Exercise materials below:

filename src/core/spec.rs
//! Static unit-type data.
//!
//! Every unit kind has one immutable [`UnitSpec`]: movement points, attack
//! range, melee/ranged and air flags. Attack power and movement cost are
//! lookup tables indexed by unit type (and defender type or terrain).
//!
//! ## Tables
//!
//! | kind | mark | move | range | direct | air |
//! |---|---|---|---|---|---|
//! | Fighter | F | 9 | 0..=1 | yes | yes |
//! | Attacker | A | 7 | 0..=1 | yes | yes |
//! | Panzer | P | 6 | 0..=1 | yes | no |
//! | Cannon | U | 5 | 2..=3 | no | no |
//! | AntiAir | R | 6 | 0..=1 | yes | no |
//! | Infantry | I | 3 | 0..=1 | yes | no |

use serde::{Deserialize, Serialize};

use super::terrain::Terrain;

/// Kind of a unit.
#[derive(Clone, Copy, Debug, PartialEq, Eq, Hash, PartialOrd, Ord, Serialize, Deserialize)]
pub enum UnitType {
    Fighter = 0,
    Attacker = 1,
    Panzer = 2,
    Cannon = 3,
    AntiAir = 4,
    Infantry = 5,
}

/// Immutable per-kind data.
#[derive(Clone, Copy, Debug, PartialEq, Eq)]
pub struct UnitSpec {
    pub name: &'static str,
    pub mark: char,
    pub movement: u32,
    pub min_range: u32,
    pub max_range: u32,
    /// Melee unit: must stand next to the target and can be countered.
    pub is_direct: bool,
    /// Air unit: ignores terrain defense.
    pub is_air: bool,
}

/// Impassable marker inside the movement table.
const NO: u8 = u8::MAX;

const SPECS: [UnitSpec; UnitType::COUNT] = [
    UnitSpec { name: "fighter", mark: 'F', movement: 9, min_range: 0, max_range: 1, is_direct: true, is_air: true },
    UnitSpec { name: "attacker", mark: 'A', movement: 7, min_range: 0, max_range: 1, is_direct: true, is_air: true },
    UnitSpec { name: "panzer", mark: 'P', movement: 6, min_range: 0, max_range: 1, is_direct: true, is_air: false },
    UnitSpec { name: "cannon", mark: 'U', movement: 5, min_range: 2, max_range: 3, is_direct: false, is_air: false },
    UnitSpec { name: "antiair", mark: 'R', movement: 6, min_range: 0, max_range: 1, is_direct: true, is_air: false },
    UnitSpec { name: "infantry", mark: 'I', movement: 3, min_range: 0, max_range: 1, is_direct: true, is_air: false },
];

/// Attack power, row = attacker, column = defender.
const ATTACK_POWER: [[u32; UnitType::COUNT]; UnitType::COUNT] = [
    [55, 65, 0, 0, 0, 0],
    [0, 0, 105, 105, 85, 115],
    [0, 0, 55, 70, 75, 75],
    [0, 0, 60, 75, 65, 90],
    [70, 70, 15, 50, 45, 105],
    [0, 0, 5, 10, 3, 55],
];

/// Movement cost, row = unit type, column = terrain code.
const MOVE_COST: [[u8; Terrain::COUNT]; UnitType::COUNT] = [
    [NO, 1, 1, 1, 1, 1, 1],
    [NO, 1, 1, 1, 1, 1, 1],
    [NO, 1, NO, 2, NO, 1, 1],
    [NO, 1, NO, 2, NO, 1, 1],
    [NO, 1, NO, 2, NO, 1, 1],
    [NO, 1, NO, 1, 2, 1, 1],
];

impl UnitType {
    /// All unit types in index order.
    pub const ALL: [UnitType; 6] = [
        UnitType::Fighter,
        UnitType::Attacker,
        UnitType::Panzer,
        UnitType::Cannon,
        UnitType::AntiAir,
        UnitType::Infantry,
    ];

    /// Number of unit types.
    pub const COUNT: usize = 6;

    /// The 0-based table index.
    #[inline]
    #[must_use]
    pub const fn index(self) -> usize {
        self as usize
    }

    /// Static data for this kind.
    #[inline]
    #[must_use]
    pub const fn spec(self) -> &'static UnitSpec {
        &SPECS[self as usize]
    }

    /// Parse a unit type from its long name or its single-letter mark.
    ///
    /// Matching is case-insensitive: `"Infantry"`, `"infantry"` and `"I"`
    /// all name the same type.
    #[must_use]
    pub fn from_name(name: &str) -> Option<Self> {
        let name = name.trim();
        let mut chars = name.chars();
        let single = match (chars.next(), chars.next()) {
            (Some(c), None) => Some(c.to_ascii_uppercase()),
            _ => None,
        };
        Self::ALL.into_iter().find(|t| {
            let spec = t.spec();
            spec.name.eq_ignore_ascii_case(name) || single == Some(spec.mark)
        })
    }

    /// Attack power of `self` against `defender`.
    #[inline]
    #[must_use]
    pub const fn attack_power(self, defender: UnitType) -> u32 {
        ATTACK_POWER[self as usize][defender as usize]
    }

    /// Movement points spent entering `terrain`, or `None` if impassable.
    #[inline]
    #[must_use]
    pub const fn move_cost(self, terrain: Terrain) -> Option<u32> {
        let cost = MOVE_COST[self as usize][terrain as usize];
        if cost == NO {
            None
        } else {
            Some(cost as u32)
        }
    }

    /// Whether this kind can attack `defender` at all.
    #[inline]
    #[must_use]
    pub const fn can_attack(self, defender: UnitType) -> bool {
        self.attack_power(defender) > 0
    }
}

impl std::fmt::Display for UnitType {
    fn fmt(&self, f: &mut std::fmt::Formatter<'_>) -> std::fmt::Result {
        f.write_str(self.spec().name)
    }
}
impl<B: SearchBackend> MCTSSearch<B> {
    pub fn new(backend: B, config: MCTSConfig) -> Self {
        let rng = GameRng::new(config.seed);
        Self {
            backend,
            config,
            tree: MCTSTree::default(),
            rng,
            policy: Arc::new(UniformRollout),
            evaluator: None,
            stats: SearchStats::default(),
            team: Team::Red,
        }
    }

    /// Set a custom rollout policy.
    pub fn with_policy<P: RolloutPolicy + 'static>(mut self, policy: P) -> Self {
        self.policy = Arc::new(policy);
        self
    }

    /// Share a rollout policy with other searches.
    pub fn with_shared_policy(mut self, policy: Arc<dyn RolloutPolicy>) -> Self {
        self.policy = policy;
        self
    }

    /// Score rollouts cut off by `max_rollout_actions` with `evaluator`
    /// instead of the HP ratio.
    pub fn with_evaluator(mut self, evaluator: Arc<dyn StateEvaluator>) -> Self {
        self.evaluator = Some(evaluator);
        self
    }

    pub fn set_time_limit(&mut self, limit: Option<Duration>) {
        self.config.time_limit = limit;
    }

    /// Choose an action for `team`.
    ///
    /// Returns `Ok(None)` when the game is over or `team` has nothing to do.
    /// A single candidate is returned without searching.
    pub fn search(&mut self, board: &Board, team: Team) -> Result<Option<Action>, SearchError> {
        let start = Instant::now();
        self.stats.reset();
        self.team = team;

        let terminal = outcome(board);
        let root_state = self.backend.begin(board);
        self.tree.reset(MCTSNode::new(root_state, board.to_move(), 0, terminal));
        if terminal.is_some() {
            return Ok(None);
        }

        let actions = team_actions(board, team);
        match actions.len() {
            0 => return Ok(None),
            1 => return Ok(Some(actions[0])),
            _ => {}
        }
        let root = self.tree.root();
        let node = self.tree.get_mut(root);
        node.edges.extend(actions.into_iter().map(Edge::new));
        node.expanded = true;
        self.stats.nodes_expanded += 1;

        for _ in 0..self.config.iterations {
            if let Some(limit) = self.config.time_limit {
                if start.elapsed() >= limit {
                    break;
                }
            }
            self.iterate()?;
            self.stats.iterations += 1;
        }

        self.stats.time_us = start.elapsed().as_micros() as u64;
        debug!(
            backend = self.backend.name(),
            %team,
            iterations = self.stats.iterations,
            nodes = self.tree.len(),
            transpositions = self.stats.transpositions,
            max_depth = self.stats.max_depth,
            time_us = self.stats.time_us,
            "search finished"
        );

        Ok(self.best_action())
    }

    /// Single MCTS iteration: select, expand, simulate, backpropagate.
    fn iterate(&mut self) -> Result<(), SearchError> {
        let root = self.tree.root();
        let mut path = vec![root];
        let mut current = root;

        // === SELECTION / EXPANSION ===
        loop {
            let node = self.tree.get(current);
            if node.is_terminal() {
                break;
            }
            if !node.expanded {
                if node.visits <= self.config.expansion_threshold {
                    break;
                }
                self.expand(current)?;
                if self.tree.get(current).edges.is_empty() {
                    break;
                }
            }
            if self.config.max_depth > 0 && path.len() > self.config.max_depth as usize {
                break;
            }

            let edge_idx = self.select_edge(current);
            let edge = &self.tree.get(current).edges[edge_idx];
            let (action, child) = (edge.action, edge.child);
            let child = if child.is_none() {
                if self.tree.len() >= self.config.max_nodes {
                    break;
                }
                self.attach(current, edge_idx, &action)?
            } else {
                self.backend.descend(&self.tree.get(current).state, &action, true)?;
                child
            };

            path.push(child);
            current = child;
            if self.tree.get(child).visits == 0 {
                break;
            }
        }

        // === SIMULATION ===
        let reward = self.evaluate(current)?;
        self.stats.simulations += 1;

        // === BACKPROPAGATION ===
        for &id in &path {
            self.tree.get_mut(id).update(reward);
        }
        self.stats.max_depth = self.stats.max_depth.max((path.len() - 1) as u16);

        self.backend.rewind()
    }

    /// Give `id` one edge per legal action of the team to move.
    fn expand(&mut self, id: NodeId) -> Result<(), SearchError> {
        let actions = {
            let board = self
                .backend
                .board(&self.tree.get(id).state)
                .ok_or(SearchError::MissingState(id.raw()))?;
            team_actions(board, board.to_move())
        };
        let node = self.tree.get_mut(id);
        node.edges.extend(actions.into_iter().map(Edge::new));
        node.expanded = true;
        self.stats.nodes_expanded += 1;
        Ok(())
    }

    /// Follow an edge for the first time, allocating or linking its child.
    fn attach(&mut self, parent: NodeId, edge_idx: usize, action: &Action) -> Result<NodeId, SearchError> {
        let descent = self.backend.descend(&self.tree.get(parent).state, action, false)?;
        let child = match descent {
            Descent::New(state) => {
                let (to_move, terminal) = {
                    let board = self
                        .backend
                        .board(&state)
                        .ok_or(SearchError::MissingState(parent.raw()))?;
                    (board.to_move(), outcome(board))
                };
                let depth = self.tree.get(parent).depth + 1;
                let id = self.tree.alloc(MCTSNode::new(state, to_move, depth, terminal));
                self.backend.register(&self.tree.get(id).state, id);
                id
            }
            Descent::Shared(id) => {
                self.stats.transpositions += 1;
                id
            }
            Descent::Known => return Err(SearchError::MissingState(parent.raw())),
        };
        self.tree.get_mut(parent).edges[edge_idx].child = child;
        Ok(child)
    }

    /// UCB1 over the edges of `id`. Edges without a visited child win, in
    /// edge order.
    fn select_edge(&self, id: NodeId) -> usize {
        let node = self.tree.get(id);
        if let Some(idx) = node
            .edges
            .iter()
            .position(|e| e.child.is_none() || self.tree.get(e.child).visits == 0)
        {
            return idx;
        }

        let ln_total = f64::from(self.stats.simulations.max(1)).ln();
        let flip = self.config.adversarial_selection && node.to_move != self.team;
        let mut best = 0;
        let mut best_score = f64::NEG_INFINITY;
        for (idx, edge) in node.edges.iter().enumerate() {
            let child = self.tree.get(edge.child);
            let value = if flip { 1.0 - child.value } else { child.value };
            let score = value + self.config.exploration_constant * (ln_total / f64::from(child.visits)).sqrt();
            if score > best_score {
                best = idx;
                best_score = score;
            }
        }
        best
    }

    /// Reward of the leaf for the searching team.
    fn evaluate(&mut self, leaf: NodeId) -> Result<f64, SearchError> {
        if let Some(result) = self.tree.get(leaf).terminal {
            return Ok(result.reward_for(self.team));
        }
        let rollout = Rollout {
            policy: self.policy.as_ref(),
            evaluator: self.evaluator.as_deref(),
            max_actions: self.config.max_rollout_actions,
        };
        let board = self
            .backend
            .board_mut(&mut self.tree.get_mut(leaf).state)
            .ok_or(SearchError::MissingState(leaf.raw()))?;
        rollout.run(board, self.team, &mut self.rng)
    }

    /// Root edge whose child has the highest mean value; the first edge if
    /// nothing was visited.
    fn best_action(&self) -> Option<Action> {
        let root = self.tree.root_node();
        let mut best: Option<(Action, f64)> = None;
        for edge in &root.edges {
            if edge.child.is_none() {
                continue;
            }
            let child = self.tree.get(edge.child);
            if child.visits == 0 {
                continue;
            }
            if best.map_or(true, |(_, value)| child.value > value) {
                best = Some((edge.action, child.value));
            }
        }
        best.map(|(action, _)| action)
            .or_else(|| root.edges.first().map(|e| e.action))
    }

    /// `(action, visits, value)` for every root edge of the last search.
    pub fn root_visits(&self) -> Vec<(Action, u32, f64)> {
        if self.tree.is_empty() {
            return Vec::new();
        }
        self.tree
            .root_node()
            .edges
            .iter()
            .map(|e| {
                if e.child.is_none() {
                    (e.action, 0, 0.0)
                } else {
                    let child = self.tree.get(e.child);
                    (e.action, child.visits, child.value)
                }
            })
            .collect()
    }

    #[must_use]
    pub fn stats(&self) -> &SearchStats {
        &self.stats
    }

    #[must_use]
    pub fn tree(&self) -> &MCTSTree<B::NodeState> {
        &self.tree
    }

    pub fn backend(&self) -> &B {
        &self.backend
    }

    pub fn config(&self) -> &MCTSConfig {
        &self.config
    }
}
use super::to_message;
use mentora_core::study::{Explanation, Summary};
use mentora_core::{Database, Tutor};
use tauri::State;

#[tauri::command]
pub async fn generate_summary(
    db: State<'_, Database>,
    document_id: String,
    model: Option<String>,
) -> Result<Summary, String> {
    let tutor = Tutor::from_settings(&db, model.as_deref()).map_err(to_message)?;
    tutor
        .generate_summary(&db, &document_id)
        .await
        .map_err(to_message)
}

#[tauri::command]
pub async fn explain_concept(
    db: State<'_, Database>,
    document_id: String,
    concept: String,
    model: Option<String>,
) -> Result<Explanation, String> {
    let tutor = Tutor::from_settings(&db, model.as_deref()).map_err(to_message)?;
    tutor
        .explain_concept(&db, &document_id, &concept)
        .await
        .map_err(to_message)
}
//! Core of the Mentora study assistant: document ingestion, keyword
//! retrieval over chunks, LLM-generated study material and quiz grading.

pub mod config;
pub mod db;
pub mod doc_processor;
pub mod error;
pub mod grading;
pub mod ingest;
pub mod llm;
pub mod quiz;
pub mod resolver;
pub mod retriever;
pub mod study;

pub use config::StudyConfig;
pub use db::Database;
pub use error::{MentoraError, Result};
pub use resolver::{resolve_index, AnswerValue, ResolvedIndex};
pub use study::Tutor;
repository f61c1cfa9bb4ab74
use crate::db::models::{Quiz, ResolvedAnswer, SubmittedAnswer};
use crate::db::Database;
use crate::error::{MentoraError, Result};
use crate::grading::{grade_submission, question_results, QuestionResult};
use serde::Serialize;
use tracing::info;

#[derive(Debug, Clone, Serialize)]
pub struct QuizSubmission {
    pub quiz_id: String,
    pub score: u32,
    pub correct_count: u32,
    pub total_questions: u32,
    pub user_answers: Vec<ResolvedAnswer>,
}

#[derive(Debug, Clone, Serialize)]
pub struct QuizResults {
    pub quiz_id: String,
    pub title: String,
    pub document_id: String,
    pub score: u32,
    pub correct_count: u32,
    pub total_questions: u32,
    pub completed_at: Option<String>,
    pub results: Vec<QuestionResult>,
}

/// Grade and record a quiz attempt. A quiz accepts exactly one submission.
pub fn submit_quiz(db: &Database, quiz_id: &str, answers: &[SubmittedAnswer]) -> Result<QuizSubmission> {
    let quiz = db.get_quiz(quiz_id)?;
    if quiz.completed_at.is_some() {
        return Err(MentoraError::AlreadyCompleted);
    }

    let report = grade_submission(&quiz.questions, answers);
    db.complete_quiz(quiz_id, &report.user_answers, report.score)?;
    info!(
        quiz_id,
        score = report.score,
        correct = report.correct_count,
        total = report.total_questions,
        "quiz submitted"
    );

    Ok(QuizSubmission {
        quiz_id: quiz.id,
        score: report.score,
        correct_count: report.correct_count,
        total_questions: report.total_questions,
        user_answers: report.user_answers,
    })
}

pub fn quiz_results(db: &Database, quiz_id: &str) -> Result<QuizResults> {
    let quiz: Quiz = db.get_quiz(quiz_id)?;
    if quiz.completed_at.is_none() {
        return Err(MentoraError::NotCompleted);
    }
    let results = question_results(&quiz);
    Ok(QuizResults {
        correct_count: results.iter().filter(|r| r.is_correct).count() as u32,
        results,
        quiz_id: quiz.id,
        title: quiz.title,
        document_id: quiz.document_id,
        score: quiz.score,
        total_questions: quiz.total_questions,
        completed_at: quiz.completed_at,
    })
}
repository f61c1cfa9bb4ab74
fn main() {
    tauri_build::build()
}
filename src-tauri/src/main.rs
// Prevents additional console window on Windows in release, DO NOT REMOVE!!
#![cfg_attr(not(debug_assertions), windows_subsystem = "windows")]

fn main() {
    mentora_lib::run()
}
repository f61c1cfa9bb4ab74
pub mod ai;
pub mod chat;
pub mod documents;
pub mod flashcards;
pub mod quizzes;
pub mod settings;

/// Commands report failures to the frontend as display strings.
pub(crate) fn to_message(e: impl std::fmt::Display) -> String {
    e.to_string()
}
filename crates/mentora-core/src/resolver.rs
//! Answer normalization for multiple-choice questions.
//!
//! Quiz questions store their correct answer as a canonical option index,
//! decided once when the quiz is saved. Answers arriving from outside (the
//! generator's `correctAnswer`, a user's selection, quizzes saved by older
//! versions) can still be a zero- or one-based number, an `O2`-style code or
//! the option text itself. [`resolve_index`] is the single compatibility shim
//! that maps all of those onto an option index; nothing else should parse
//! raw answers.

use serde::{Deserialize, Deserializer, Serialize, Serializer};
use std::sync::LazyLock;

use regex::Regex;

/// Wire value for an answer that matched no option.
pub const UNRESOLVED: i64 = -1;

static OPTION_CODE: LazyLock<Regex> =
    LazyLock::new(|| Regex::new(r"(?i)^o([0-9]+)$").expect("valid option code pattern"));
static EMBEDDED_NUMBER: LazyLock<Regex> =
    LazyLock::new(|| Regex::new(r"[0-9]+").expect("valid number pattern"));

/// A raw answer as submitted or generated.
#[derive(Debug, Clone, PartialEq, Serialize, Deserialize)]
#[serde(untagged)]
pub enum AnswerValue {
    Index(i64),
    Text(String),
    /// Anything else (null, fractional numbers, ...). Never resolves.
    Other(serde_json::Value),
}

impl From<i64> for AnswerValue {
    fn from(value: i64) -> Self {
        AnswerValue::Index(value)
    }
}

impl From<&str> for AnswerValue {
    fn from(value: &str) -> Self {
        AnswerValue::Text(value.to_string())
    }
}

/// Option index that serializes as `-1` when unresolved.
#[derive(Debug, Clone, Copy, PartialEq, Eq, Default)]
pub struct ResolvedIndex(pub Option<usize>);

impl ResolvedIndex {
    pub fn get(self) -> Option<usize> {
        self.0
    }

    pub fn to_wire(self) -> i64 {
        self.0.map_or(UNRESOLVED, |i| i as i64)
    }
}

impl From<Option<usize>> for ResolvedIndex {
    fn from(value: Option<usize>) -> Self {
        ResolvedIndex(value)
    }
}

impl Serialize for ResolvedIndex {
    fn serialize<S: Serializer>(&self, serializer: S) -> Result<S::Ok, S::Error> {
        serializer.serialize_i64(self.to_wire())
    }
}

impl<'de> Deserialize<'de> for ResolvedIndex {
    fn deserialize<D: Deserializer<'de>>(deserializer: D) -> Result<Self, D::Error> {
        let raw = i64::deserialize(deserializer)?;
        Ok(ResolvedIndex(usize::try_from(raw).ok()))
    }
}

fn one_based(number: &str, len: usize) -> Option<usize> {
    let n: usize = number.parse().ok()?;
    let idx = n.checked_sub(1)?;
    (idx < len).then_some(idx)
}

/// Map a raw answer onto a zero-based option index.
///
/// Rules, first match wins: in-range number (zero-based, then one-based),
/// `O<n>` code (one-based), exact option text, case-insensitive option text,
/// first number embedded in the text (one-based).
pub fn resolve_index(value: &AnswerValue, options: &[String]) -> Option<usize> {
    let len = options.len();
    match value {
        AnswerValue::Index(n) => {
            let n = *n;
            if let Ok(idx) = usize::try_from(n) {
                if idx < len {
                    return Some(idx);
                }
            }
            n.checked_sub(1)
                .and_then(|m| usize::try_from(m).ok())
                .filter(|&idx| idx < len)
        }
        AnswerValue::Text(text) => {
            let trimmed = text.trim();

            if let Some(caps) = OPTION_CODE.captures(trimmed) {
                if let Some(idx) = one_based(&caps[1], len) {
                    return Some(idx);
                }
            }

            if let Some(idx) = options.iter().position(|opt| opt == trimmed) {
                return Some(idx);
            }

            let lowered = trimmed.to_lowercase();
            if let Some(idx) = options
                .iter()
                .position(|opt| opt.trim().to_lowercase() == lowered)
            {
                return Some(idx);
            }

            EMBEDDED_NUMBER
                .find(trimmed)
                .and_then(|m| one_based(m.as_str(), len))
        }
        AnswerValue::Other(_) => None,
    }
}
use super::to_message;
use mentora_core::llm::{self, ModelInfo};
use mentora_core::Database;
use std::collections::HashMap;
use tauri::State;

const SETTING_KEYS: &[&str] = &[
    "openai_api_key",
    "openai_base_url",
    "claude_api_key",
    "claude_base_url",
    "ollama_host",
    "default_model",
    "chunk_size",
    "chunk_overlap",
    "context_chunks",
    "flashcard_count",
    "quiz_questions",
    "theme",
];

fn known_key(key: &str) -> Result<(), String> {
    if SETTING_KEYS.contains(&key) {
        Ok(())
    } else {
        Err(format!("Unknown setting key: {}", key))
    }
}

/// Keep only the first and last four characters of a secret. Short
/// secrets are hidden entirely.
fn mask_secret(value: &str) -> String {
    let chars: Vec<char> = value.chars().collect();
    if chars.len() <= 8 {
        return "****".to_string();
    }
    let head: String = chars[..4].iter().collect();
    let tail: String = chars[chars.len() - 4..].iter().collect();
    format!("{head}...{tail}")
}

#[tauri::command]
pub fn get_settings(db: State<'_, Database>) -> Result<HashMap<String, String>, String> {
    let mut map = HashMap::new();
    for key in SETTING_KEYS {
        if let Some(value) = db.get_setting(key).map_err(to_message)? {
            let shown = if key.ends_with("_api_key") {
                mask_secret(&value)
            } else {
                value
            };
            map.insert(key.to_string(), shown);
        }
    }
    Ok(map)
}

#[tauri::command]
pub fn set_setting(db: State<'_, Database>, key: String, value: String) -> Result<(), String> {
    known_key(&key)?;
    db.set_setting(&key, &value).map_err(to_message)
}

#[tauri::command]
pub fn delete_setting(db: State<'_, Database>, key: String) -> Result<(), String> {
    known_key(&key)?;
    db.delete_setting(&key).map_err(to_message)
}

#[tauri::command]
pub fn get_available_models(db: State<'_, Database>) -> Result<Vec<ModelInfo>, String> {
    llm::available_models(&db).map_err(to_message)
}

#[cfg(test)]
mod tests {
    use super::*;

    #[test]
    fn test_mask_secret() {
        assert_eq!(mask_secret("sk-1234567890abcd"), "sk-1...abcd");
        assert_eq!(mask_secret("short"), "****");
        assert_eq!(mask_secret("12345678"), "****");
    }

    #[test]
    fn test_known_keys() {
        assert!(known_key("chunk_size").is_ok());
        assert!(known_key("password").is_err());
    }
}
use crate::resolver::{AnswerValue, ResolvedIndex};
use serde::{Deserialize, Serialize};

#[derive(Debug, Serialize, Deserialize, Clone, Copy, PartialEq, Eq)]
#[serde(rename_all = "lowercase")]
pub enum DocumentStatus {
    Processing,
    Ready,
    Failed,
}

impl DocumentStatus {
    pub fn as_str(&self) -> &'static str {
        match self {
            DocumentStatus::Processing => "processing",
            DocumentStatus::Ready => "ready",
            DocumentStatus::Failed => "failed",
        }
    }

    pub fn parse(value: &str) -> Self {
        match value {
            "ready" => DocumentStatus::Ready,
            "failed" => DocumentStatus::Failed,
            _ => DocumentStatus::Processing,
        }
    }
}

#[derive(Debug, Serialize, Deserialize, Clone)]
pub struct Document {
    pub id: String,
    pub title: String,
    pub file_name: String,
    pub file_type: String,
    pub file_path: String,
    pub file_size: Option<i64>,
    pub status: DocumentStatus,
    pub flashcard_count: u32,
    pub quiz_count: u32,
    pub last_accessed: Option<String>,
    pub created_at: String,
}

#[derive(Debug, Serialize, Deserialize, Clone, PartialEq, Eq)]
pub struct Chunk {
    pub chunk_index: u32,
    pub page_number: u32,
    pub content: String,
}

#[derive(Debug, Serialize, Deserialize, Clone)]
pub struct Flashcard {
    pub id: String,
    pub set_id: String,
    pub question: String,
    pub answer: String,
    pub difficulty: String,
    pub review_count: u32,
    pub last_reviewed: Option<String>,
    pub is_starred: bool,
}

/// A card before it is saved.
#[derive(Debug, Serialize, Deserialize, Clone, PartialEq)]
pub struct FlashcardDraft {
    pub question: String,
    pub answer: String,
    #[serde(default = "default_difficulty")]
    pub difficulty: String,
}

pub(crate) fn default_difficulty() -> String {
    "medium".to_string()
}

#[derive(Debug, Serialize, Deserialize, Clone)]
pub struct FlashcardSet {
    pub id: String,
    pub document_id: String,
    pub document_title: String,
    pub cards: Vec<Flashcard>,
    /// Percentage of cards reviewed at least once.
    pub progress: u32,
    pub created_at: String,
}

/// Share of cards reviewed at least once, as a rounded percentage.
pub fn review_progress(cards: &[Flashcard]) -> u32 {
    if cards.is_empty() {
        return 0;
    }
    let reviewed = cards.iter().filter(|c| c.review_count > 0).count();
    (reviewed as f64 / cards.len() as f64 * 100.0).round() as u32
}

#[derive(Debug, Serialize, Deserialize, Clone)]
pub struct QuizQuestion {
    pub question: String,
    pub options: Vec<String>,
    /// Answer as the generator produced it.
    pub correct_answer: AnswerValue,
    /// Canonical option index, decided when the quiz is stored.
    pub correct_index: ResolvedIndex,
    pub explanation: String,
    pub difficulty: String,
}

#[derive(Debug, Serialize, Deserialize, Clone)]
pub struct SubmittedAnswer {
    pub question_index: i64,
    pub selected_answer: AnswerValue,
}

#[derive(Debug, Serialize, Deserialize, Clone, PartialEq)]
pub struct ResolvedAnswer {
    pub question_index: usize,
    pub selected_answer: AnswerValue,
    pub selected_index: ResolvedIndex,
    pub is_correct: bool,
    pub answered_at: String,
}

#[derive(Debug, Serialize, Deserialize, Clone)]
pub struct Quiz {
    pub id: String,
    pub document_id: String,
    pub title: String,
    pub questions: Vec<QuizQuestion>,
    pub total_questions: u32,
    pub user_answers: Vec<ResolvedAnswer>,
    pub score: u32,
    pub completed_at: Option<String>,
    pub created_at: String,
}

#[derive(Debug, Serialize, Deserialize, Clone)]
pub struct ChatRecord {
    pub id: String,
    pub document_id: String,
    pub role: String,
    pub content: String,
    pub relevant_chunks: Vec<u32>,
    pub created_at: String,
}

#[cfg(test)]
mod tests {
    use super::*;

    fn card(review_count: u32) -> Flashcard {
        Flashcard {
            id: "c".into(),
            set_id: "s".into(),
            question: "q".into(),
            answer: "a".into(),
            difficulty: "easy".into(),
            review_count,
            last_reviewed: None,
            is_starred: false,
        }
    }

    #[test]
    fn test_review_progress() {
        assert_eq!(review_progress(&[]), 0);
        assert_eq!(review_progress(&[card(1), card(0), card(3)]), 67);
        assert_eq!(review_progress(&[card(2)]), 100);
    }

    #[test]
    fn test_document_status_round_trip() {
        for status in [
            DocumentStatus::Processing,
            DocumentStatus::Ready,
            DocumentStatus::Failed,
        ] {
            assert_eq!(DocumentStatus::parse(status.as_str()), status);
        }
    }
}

End of Exercise materials.

* **Problem to solve**
Retype the portion of the data above that starts on the line with "let lowered = trimmed.to_lowercase();" and finishes on the line with "pub fn get_settings(db: State<'_, Database>)", including both of those lines.

* **Answer space**
            let lowered = trimmed.to_lowercase();
            if let Some(idx) = options
                .iter()
                .position(|opt| opt.trim().to_lowercase() == lowered)
            {
                return Some(idx);
            }

            EMBEDDED_NUMBER
                .find(trimmed)
                .and_then(|m| one_based(m.as_str(), len))
        }
        AnswerValue::Other(_) => None,
    }
}
use super::to_message;
use mentora_core::llm::{self, ModelInfo};
use mentora_core::Database;
use std::collections::HashMap;
use tauri::State;

const SETTING_KEYS: &[&str] = &[
    "openai_api_key",
    "openai_base_url",
    "claude_api_key",
    "claude_base_url",
    "ollama_host",
    "default_model",
    "chunk_size",
    "chunk_overlap",
    "context_chunks",
    "flashcard_count",
    "quiz_questions",
    "theme",
];

fn known_key(key: &str) -> Result<(), String> {
    if SETTING_KEYS.contains(&key) {
        Ok(())
    } else {
        Err(format!("Unknown setting key: {}", key))
    }
}

/// Keep only the first and last four characters of a secret. Short
/// secrets are hidden entirely.
fn mask_secret(value: &str) -> String {
    let chars: Vec<char> = value.chars().collect();
    if chars.len() <= 8 {
        return "****".to_string();
    }
    let head: String = chars[..4].iter().collect();
    let tail: String = chars[chars.len() - 4..].iter().collect();
    format!("{head}...{tail}")
}

#[tauri::command]
pub fn get_settings(db: State<'_, Database>) -> Result<HashMap<String, String>, String> {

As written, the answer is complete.